### [WHAT THE EXERCISE ASKS]
In the data below, find the lines containing "route" and say how many there are, nothing more.

### [INPUT]
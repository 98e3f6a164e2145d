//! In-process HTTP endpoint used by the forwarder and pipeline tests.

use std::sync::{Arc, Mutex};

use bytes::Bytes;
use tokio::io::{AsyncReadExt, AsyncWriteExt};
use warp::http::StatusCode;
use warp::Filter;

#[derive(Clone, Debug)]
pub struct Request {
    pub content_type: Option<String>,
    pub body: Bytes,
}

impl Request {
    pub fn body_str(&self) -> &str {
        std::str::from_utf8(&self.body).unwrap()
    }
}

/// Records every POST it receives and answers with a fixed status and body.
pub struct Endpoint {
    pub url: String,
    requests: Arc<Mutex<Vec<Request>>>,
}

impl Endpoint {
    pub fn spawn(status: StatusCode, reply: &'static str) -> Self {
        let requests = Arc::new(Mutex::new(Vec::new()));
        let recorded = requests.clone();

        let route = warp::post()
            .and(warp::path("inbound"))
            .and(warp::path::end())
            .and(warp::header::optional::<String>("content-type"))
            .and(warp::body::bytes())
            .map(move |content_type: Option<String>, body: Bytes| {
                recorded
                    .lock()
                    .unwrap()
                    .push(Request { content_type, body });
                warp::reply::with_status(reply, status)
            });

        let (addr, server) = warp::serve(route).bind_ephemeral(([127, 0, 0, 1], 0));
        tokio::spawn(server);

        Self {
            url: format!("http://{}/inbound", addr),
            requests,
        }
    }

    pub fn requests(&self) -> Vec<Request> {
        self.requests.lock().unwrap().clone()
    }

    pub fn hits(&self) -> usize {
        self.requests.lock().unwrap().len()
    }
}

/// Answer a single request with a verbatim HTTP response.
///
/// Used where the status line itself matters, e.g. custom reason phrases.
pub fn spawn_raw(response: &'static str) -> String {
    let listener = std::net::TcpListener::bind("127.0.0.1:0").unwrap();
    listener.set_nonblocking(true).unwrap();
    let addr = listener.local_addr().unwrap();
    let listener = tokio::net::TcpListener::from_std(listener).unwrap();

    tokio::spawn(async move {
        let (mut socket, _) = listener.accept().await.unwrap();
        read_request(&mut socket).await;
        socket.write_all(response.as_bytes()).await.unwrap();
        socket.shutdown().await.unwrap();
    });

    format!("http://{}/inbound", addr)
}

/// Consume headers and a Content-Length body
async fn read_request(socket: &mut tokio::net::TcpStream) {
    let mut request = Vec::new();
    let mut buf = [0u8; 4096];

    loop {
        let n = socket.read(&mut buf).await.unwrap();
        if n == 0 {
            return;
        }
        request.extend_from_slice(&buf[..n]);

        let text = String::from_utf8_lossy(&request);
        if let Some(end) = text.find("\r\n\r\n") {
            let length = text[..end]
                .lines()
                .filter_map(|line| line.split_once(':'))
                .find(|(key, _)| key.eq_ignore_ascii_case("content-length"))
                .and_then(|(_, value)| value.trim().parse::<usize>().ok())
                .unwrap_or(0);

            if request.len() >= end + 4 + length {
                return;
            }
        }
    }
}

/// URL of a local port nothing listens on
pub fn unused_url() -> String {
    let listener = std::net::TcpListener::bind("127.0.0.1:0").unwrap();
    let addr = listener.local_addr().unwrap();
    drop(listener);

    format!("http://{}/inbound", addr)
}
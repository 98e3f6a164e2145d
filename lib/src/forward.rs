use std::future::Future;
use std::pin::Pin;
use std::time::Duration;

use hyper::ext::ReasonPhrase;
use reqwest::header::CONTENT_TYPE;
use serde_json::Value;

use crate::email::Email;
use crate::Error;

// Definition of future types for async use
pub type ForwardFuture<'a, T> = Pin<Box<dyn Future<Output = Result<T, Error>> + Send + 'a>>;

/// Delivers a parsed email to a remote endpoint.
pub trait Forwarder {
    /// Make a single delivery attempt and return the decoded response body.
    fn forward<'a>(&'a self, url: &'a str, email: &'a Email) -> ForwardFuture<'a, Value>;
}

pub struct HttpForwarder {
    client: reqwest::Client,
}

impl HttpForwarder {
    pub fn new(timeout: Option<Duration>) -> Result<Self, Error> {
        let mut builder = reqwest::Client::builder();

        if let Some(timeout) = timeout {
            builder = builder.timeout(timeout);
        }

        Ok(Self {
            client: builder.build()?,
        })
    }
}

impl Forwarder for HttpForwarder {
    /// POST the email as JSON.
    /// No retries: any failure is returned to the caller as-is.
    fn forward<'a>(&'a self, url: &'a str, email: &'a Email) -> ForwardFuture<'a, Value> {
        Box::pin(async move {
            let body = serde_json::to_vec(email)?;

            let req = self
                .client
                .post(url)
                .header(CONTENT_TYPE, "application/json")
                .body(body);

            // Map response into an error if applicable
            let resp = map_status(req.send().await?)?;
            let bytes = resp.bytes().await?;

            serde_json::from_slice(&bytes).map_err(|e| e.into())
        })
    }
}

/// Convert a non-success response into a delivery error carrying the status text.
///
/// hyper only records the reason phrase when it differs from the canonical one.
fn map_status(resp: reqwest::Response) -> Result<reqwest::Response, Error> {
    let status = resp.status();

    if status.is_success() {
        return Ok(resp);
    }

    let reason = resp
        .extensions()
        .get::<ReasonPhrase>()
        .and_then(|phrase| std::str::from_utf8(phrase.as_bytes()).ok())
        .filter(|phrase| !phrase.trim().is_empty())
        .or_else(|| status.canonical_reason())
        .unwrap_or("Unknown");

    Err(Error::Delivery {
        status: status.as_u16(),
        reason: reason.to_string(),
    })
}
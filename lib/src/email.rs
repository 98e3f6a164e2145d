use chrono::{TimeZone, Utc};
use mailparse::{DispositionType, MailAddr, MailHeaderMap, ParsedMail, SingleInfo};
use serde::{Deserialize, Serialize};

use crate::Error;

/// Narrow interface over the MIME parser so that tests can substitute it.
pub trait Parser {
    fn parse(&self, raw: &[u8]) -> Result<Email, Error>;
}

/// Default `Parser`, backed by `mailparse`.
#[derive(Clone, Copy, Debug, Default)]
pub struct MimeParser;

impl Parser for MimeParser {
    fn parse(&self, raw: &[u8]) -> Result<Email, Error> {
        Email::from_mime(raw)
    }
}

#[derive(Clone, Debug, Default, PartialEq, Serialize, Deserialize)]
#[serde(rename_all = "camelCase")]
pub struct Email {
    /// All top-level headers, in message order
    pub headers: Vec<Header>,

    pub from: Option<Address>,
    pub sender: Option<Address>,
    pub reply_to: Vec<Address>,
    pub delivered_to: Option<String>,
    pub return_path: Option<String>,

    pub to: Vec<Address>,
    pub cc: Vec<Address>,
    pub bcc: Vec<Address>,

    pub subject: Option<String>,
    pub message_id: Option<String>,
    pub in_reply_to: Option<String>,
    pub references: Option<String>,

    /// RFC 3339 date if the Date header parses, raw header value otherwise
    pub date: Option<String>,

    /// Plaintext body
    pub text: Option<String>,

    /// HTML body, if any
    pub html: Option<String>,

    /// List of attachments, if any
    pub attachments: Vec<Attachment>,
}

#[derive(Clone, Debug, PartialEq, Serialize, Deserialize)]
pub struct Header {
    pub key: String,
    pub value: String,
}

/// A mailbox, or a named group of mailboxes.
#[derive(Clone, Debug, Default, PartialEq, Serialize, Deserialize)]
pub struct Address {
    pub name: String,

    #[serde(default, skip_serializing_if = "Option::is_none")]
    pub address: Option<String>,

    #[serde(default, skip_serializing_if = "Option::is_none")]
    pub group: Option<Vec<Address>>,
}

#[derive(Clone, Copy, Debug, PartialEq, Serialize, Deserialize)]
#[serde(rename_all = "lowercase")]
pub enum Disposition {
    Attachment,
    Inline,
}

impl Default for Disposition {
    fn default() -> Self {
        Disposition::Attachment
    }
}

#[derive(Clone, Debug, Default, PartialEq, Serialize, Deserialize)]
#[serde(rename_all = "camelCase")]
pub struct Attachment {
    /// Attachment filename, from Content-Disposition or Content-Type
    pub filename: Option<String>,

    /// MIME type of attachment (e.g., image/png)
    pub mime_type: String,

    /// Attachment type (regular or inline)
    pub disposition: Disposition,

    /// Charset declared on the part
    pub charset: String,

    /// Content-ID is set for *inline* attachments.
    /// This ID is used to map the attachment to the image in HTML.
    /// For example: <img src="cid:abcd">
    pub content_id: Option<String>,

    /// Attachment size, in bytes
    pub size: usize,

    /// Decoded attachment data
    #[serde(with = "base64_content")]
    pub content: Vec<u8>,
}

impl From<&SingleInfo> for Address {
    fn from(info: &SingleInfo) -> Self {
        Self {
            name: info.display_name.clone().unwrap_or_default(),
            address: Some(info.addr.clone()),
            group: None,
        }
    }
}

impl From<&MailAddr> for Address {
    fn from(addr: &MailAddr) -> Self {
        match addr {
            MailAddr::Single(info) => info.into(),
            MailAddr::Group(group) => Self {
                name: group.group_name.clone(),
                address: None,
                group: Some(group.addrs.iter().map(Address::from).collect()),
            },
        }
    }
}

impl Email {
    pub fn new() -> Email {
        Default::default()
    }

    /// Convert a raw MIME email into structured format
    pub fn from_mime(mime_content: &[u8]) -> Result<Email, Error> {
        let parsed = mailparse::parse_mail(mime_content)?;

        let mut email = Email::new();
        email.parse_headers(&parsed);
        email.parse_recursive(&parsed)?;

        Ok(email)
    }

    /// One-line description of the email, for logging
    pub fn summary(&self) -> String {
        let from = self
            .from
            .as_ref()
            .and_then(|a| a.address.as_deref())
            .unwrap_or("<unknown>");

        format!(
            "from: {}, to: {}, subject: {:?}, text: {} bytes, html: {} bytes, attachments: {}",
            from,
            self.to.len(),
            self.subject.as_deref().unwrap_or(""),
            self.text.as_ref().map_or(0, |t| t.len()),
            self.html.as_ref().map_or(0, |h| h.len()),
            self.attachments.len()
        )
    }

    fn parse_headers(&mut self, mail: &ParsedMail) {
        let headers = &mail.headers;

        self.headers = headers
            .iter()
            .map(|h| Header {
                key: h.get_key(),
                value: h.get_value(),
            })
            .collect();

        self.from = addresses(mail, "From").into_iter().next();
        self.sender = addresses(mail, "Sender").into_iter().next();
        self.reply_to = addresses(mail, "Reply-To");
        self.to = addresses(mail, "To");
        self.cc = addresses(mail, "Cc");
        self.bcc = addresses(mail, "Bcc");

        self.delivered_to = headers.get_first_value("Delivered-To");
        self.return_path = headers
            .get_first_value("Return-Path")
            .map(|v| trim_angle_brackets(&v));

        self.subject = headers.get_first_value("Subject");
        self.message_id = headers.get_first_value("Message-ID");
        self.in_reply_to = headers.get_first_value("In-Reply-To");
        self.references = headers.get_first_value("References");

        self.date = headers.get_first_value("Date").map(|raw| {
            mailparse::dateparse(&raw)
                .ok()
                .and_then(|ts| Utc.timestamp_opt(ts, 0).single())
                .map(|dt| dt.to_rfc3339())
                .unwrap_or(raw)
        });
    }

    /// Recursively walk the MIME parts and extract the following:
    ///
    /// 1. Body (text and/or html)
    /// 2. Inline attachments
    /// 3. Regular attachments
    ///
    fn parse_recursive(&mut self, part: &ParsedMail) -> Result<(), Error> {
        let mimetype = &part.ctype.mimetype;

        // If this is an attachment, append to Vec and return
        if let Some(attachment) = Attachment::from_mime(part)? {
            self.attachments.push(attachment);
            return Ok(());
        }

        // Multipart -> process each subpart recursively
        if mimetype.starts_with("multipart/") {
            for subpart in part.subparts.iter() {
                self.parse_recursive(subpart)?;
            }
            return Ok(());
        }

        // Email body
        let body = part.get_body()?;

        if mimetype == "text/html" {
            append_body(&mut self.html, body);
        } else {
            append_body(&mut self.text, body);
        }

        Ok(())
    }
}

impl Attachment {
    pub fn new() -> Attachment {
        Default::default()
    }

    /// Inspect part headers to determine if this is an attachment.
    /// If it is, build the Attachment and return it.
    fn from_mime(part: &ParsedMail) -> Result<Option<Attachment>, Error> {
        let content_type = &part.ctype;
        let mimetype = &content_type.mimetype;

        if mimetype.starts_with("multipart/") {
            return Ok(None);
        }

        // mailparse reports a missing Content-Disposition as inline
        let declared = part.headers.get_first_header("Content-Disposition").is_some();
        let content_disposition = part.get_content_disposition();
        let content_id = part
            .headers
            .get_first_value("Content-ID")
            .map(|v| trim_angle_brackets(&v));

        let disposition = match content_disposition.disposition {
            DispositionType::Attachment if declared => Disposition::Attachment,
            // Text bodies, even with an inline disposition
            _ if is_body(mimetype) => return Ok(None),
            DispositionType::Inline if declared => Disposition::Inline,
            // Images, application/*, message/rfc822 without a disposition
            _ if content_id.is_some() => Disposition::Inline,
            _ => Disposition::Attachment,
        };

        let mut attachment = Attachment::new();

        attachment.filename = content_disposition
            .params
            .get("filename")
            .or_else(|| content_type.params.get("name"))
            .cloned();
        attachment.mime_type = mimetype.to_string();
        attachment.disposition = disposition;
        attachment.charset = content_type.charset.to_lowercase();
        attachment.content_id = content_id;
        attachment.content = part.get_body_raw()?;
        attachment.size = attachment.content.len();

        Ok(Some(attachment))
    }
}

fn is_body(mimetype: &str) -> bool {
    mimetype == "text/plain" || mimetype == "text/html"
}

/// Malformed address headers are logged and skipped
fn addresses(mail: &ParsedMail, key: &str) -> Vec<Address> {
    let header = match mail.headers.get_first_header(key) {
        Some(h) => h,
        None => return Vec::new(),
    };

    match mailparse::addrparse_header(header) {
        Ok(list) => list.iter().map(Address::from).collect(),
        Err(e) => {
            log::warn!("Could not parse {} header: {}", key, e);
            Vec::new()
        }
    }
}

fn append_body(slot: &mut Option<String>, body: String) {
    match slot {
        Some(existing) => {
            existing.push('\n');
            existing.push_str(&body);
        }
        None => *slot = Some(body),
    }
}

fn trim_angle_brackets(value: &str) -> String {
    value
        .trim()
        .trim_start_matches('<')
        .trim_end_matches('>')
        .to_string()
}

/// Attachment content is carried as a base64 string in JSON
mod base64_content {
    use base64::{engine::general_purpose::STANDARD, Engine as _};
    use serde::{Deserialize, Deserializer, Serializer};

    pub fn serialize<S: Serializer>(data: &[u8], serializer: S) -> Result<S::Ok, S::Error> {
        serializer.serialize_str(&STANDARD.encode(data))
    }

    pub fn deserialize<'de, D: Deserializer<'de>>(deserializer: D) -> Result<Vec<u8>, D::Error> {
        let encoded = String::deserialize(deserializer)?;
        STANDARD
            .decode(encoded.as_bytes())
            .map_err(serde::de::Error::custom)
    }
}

### [REPLY TO THE EXERCISE]
2